Siguiendo mi vieja costumbre de conversar conmigo mismo, me interrogo si el mundo exterior está o no en nuestros sueños políticos. Incluso me redacto la pregunta: ¿a cuántos chilenos interesa lo que sucede extramuros, cuando no hay chilenos concernidos? Mi respuesta es que al país realmente existente –es decir, el de la televisión- le interesa poco. Nuestros noticiarios dan la impresión de que sólo nosotros habitamos el planeta. En 1994, observando el fenómeno, el entonces canciller mexicano Jorge Castañeda nos soltó una pesadez: “a los chilenos les cuesta mucho entender que el resto del mundo también existe”.
Al parecer, en la base de tan ecuménico isleñismo está la simplificación que hoy permea nuestras dos grandes familias ideológicas. En las derechas modernas, la política exterior se reduciría a respetar los tratados intangibles y hacer buenos negocios concretos. En las izquierdas renovadas, se reduciría a hacer buenos negocios concretos y respetar los tratados intangibles. Sólo percibo una diferencia notoria: para las primeras, nuestra historia internacional republicana comienza con la antagónica dupla O´Higgins-Portales; para las segundas, empieza con Luis Emilio Recabarren y su relación con la Internacional comunista.

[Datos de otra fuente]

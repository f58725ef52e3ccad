//! Builders for tests.
//!
//! Record builders (`plant_record`, `shelf_record`) produce bare records for
//! exercising components directly. [`InventoryFixture`] goes through the real
//! [`Inventory`] operations so invariants hold from the start.

use crate::inventory::{Inventory, InventorySettings};
use crate::model::{NewPlant, NewShelf, Plant, PlantId, Shelf, ShelfId, Visibility};
use chrono::Utc;

/// An unplaced, unparented, untagged plant.
pub fn plant_record(name: &str) -> Plant {
    let now = Utc::now();
    Plant {
        id: PlantId::generate(),
        owner_id: None,
        name: name.to_string(),
        description: String::new(),
        tags: Default::default(),
        visibility: Visibility::Private,
        parent_id: None,
        position: None,
        images: Vec::new(),
        care: Default::default(),
        created_at: now,
        updated_at: now,
    }
}

pub fn shelf_record(name: &str, rows: u32, columns: u32) -> Shelf {
    let now = Utc::now();
    Shelf {
        id: ShelfId::generate(),
        owner_id: None,
        name: name.to_string(),
        rows,
        columns,
        order: 0,
        created_at: now,
        updated_at: now,
    }
}

/// An inventory populated through its public operations.
///
/// Plants and shelves are remembered in creation order and looked up by index.
pub struct InventoryFixture {
    pub inventory: Inventory,
    plants: Vec<PlantId>,
    shelves: Vec<ShelfId>,
}

impl Default for InventoryFixture {
    fn default() -> Self {
        Self::new()
    }
}

impl InventoryFixture {
    pub fn new() -> Self {
        Self::with_settings(InventorySettings::default())
    }

    pub fn with_settings(settings: InventorySettings) -> Self {
        Self {
            inventory: Inventory::new(settings),
            plants: Vec::new(),
            shelves: Vec::new(),
        }
    }

    pub fn with_shelf(mut self, name: &str, rows: u32, columns: u32) -> Self {
        let shelf = self
            .inventory
            .create_shelf(NewShelf::new(name, rows, columns), None)
            .expect("fixture shelf");
        self.shelves.push(shelf.id);
        self
    }

    pub fn with_plants(mut self, names: &[&str]) -> Self {
        for name in names {
            let plant = self
                .inventory
                .create_plant(NewPlant::new(*name), None)
                .expect("fixture plant");
            self.plants.push(plant.id);
        }
        self
    }

    pub fn with_tagged_plant(mut self, name: &str, tags: &[&str]) -> Self {
        let plant = self
            .inventory
            .create_plant(NewPlant::new(name).with_tags(tags.iter().copied()), None)
            .expect("fixture plant");
        self.plants.push(plant.id);
        self
    }

    pub fn plant(&self, index: usize) -> PlantId {
        self.plants[index]
    }

    pub fn shelf(&self, index: usize) -> ShelfId {
        self.shelves[index]
    }

    pub fn into_inventory(self) -> Inventory {
        self.inventory
    }
}
use super::InventorySnapshot;
use crate::error::Result;

/// Abstract interface for snapshot I/O.
///
/// The backend handles the "how" of persistence (filesystem vs memory); the
/// inventory handles the "what" (records, invariants, rebuilding indexes).
pub trait StorageBackend {
    /// Load the last saved snapshot.
    /// Returns Ok(None) when nothing has been saved yet.
    fn load(&self) -> Result<Option<InventorySnapshot>>;

    /// Replace the saved snapshot.
    /// MUST be atomic: a failed save leaves the previous snapshot readable.
    fn save(&self, snapshot: &InventorySnapshot) -> Result<()>;
}
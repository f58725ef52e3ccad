//! # CLI Behavior
//!
//! This is **one possible UI client** for the plantshelf library, not the
//! application itself. It is the only place that knows about terminal I/O,
//! exit codes and output formatting.
//!
//! ## Ids
//!
//! Every command that takes a plant or shelf accepts either the full UUID or
//! a unique prefix of at least four characters, the same as shown in listings.
//!
//! ## Output
//!
//! Text by default. `--json` prints the affected record(s) as pretty JSON,
//! which is what the end-to-end tests read.
//!
//! ## Module Structure
//!
//! - `commands`: `run`, logging, data directory and dispatch
//! - `handlers`: One function per command, calling the API
//! - `render`: Text formatting (lists, grids, lineage trees)
//! - `setup`: Argument parsing via clap

mod commands;
mod handlers;
mod render;
pub mod setup;

pub use commands::run;
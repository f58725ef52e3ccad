//! Tag normalization.
//!
//! A normalized tag:
//! - Has no leading or trailing whitespace
//! - Is lowercase
//! - Is non-empty and at most `max_len` characters
//! - Contains no control characters

use std::collections::BTreeSet;

pub const DEFAULT_MAX_TAG_LENGTH: usize = 64;

/// Normalizes a single tag.
///
/// # Examples
/// ```
/// use plantshelfapp::tags::normalize::normalize_tag;
///
/// assert_eq!(normalize_tag("  Titanota ", 64).unwrap(), "titanota");
/// assert_eq!(normalize_tag("白鯨", 64).unwrap(), "白鯨");
///
/// assert!(normalize_tag("   ", 64).is_err());
/// assert!(normalize_tag("a\tb", 64).is_err());
/// ```
pub fn normalize_tag(raw: &str, max_len: usize) -> Result<String, TagError> {
    let tag = raw.trim().to_lowercase();
    if tag.is_empty() {
        return Err(TagError::Empty);
    }

    if let Some(ch) = tag.chars().find(|c| c.is_control()) {
        return Err(TagError::ControlCharacter(ch));
    }

    let len = tag.chars().count();
    if len > max_len {
        return Err(TagError::TooLong { len, max: max_len });
    }

    Ok(tag)
}

/// Normalizes a batch of tags into a set. Fails on the first invalid tag.
pub fn normalize_tags<I, S>(raw: I, max_len: usize) -> Result<BTreeSet<String>, TagError>
where
    I: IntoIterator<Item = S>,
    S: AsRef<str>,
{
    raw.into_iter()
        .map(|t| normalize_tag(t.as_ref(), max_len))
        .collect()
}

/// Error type for tag normalization failures.
#[derive(Debug, Clone, PartialEq, Eq, thiserror::Error)]
pub enum TagError {
    /// Tag is empty after trimming
    #[error("tag cannot be empty")]
    Empty,
    /// Tag is longer than the configured maximum
    #[error("tag is {len} characters long, the maximum is {max}")]
    TooLong { len: usize, max: usize },
    /// Tag contains a control character (tab, newline, ...)
    #[error("tag contains control character {0:?}")]
    ControlCharacter(char),
}
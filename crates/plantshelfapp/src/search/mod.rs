//! # Search/Filter Index
//!
//! Discovery over the plant collection.
//!
//! - [`index::TagIndex`]: inverted index `tag → {plant ids}`, updated incrementally
//!   on every create, tag change and delete.
//! - [`filter::SearchFilters`]: the query contract (free text, required tags,
//!   visibility, sort) and [`filter::search`], which evaluates it.
//!
//! Tags are normalized at write time (see [`crate::tags`]) and the tags inside a
//! query are normalized the same way, so comparisons are exact matches.

pub mod filter;
pub mod index;

pub use filter::{search, SearchFilters, SortBy, SortOrder, VisibilityFilter};
pub use index::{TagCount, TagIndex};
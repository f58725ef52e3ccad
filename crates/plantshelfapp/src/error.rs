use crate::model::{PlantId, Position, ShelfId};
use thiserror::Error;

/// Coarse classification of an [`InventoryError`], for callers that branch on the
/// kind of failure rather than on its details.
#[derive(Debug, Clone, Copy, PartialEq, Eq, Hash)]
pub enum ErrorKind {
    NotFound,
    OutOfBounds,
    CellOccupied,
    PlantAlreadyPlaced,
    SelfParent,
    CycleDetected,
    WouldOrphanPlants,
    InvalidArgument,
    Storage,
}

#[derive(Error, Debug)]
pub enum InventoryError {
    #[error("Plant not found: {0}")]
    PlantNotFound(PlantId),

    #[error("Shelf not found: {0}")]
    ShelfNotFound(ShelfId),

    #[error("No {what} matches '{prefix}'")]
    NoMatch { what: &'static str, prefix: String },

    #[error("Plant {0} is not placed on any shelf")]
    NotPlaced(PlantId),

    #[error("Cell ({row}, {column}) is outside shelf {shelf_id} ({rows}x{columns})")]
    OutOfBounds {
        shelf_id: ShelfId,
        row: u32,
        column: u32,
        rows: u32,
        columns: u32,
    },

    #[error("Cell {position} is already occupied by plant {occupant}")]
    CellOccupied {
        position: Position,
        occupant: PlantId,
    },

    #[error("Plant {plant_id} is already placed at {position}; move it instead")]
    PlantAlreadyPlaced {
        plant_id: PlantId,
        position: Position,
    },

    #[error("Plant {0} cannot be its own parent")]
    SelfParent(PlantId),

    #[error("Making {parent} the parent of {child} would create a cycle")]
    CycleDetected { child: PlantId, parent: PlantId },

    #[error("Shelf {shelf_id} still holds {} plant(s) outside the requested bounds", plants.len())]
    WouldOrphanPlants {
        shelf_id: ShelfId,
        plants: Vec<PlantId>,
    },

    #[error("Invalid argument: {0}")]
    InvalidArgument(String),

    #[error("Integrity violation: {0}")]
    Integrity(String),

    #[error("IO error: {0}")]
    Io(#[from] std::io::Error),

    #[error("Serialization error: {0}")]
    Serialization(#[from] serde_json::Error),

    #[error("Store error: {0}")]
    Store(String),
}

impl InventoryError {
    pub fn kind(&self) -> ErrorKind {
        match self {
            InventoryError::PlantNotFound(_)
            | InventoryError::ShelfNotFound(_)
            | InventoryError::NoMatch { .. }
            | InventoryError::NotPlaced(_) => ErrorKind::NotFound,
            InventoryError::OutOfBounds { .. } => ErrorKind::OutOfBounds,
            InventoryError::CellOccupied { .. } => ErrorKind::CellOccupied,
            InventoryError::PlantAlreadyPlaced { .. } => ErrorKind::PlantAlreadyPlaced,
            InventoryError::SelfParent(_) => ErrorKind::SelfParent,
            InventoryError::CycleDetected { .. } => ErrorKind::CycleDetected,
            InventoryError::WouldOrphanPlants { .. } => ErrorKind::WouldOrphanPlants,
            InventoryError::InvalidArgument(_) => ErrorKind::InvalidArgument,
            InventoryError::Integrity(_)
            | InventoryError::Io(_)
            | InventoryError::Serialization(_)
            | InventoryError::Store(_) => ErrorKind::Storage,
        }
    }

    pub(crate) fn invalid(message: impl Into<String>) -> Self {
        InventoryError::InvalidArgument(message.into())
    }
}

pub type Result<T> = std::result::Result<T, InventoryError>;
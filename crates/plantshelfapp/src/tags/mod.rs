//! Tag support.
//!
//! Tags label plants for filtering. They are free-form (Japanese cultivar names
//! such as `白鯨` are the common case) but always stored in normalized form, so
//! the search index can compare them by exact match.
//!
//! ## Normalization
//!
//! See [`normalize`] for the full rules. In summary:
//! - Surrounding whitespace is trimmed
//! - Letters are lowercased (Unicode-aware)
//! - Empty, overlong, or control-character tags are rejected
//! - Duplicates collapse into one (a plant's tags are a set)

pub mod normalize;

use crate::error::InventoryError;

pub use normalize::{normalize_tag, normalize_tags, TagError, DEFAULT_MAX_TAG_LENGTH};

impl From<TagError> for InventoryError {
    fn from(err: TagError) -> Self {
        InventoryError::InvalidArgument(format!("invalid tag: {}", err))
    }
}
//! Inverted tag index.

use crate::model::PlantId;
use crate::store::entities::EntityStore;
use serde::Serialize;
use std::collections::{BTreeMap, BTreeSet};

/// A tag with the number of plants carrying it.
#[derive(Debug, Clone, PartialEq, Eq, Serialize)]
pub struct TagCount {
    pub tag: String,
    pub count: usize,
}

#[derive(Debug, Clone, Default)]
pub struct TagIndex {
    by_tag: BTreeMap<String, BTreeSet<PlantId>>,
}

impl TagIndex {
    pub fn new() -> Self {
        Self::default()
    }

    pub fn rebuild(entities: &EntityStore) -> Self {
        let mut index = Self::new();
        for plant in entities.plants() {
            index.insert(plant.id, &plant.tags);
        }
        index
    }

    pub fn insert(&mut self, id: PlantId, tags: &BTreeSet<String>) {
        for tag in tags {
            self.by_tag.entry(tag.clone()).or_default().insert(id);
        }
    }

    pub fn remove(&mut self, id: PlantId, tags: &BTreeSet<String>) {
        for tag in tags {
            if let Some(ids) = self.by_tag.get_mut(tag) {
                ids.remove(&id);
                if ids.is_empty() {
                    self.by_tag.remove(tag);
                }
            }
        }
    }

    /// Applies the difference between a plant's old and new tag sets.
    pub fn replace(&mut self, id: PlantId, old: &BTreeSet<String>, new: &BTreeSet<String>) {
        let removed: BTreeSet<String> = old.difference(new).cloned().collect();
        let added: BTreeSet<String> = new.difference(old).cloned().collect();
        self.remove(id, &removed);
        self.insert(id, &added);
    }

    pub fn plants_with(&self, tag: &str) -> Option<&BTreeSet<PlantId>> {
        self.by_tag.get(tag)
    }

    /// Plants carrying every tag in `tags`. `None` means "no tag constraint".
    pub fn matching_all(&self, tags: &BTreeSet<String>) -> Option<BTreeSet<PlantId>> {
        if tags.is_empty() {
            return None;
        }

        let mut sets = Vec::with_capacity(tags.len());
        for tag in tags {
            match self.by_tag.get(tag) {
                Some(ids) => sets.push(ids),
                None => return Some(BTreeSet::new()),
            }
        }
        sets.sort_by_key(|ids| ids.len());

        let (smallest, rest) = sets.split_first()?;
        Some(
            smallest
                .iter()
                .filter(|id| rest.iter().all(|ids| ids.contains(*id)))
                .copied()
                .collect(),
        )
    }

    /// Every indexed tag, most used first, ties broken alphabetically.
    pub fn tag_counts(&self) -> Vec<TagCount> {
        let mut counts: Vec<TagCount> = self
            .by_tag
            .iter()
            .map(|(tag, ids)| TagCount {
                tag: tag.clone(),
                count: ids.len(),
            })
            .collect();
        counts.sort_by(|a, b| b.count.cmp(&a.count).then_with(|| a.tag.cmp(&b.tag)));
        counts
    }

    pub fn tag_len(&self) -> usize {
        self.by_tag.len()
    }

    /// Lists every disagreement between the index and the live tag sets.
    pub fn integrity_issues(&self, entities: &EntityStore) -> Vec<String> {
        let mut issues = Vec::new();
        for (tag, ids) in &self.by_tag {
            for id in ids {
                match entities.plant(id) {
                    Err(_) => issues.push(format!("tag '{}' indexes missing plant {}", tag, id)),
                    Ok(plant) if !plant.has_tag(tag) => {
                        issues.push(format!("tag '{}' indexes plant {} which lacks it", tag, id))
                    }
                    Ok(_) => {}
                }
            }
        }
        for plant in entities.plants() {
            for tag in &plant.tags {
                let indexed = self.by_tag.get(tag).is_some_and(|ids| ids.contains(&plant.id));
                if !indexed {
                    issues.push(format!("plant {} tag '{}' is not indexed", plant.id, tag));
                }
            }
        }
        issues
    }
}
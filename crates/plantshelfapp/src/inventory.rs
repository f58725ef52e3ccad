//! # Inventory Aggregate
//!
//! [`Inventory`] owns the entity store and the three derived structures built on
//! top of it (grid cell map, lineage children index, tag index) and routes every
//! mutation through the component that guards the relevant invariant:
//!
//! | Mutation touches | Routed through |
//! |------------------|----------------|
//! | position | [`PlacementGrid`] |
//! | parent pointer | [`LineageGraph`] |
//! | tags | [`TagIndex`] (same step as the record change) |
//!
//! Each operation validates before writing anything, so a rejected call leaves
//! the inventory exactly as it was. Applied changes append [`InventoryEvent`]s to
//! an outbox (see [`Inventory::drain_events`]).
//!
//! The aggregate is synchronous and single-owner. Sharing, locking and
//! persistence are the job of [`crate::api::PlantShelf`].

use crate::config::PlantShelfConfig;
use crate::error::{InventoryError, Result};
use crate::events::{EventKind, InventoryEvent};
use crate::grid::{self, Occupancy, PlacementChange, PlacementGrid};
use crate::lineage::{self, Ancestors, LineageGraph, ParentChange};
use crate::model::{
    NewPlant, NewShelf, Plant, PlantId, PlantUpdate, Position, Shelf, ShelfId, ShelfUpdate,
    Visibility,
};
use crate::search::{self, SearchFilters, TagCount, TagIndex};
use crate::store::entities::EntityStore;
use crate::store::{InventorySnapshot, SNAPSHOT_VERSION};
use crate::tags::{normalize_tags, DEFAULT_MAX_TAG_LENGTH};
use chrono::{DateTime, Duration, Utc};
use log::debug;
use serde::Serialize;
use serde_json::json;
use std::collections::{BTreeSet, HashSet};

/// Behavioural knobs taken from [`PlantShelfConfig`].
#[derive(Debug, Clone, Copy, PartialEq, Eq)]
pub struct InventorySettings {
    pub default_visibility: Visibility,
    pub watering_interval_days: u32,
    pub max_tag_length: usize,
}

impl Default for InventorySettings {
    fn default() -> Self {
        Self {
            default_visibility: Visibility::Private,
            watering_interval_days: 7,
            max_tag_length: DEFAULT_MAX_TAG_LENGTH,
        }
    }
}

impl From<&PlantShelfConfig> for InventorySettings {
    fn from(config: &PlantShelfConfig) -> Self {
        Self {
            default_visibility: config.default_visibility,
            watering_interval_days: config.watering_interval_days,
            max_tag_length: config.max_tag_length,
        }
    }
}

/// Result of [`Inventory::check_integrity`]. Empty on a healthy inventory.
#[derive(Debug, Clone, Default, PartialEq, Eq, Serialize)]
pub struct IntegrityReport {
    pub issues: Vec<String>,
}

impl IntegrityReport {
    pub fn is_clean(&self) -> bool {
        self.issues.is_empty()
    }
}

#[derive(Debug, Clone, Default)]
pub struct Inventory {
    entities: EntityStore,
    grid: PlacementGrid,
    lineage: LineageGraph,
    tags: TagIndex,
    settings: InventorySettings,
    events: Vec<InventoryEvent>,
}

fn required_name(raw: &str, what: &str) -> Result<String> {
    let name = raw.trim();
    if name.is_empty() {
        return Err(InventoryError::invalid(format!("{} name cannot be empty", what)));
    }
    Ok(name.to_string())
}

fn owner(raw: Option<&str>) -> Option<String> {
    raw.map(str::trim).filter(|o| !o.is_empty()).map(str::to_string)
}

Visto que las izquierdas renovadas gobernaron hasta recién (junto con los centristas socialcristianos), esa diferencia contiene una clave sistémica oculta. Viene desde su padre filosófico Karl Marx. Específicamente, desde que éste descubriera que ni el capital ni el proletariado tienen patria. Con esto anuló para todos -discípulos y adversarios- la posibilidad de una política exterior de Estado. En la materia, sólo cabría una política exterior confrontacional o “de clase”. Todos los obreros del mundo contra todos los burgueses del mundo… incluídos los del Estado propio.
Por eso, la estirpe marxiana vivió en la esquizofrenia internacional. A un lado, el sueño apocalíptico-musical de cambiar el mundo de base “hundiendo al imperio burgués”. Al otro lado, la visión prosaica del socialismo real, como una real variable de la política imperial rusa, bajo la conducción real de la Unión Soviética. Tan duro fue el desgarramiento, que los trotzkistas acusaron a los stalinistas de haber traicionado la revolución y, luego, los titoístas y los maoístas acusaron a los dirigentes soviéticos de ejercer un “chovinismo de gran potencia”. En eso estaban, cuando Fidel Castro se instaló en el poder cubano, para dar “la línea” a todos los revolucionarios de América Latina: marxistas o no, debían subir a la montaña, forjar una guerrilla, bajar a las ciudades, tomarse el poder y construir nuevos Estados. La manera “correcta” de ser internacionalistas era dejarse de vainas reformistas o colaboracionistas y aplicar el modelo de Cuba.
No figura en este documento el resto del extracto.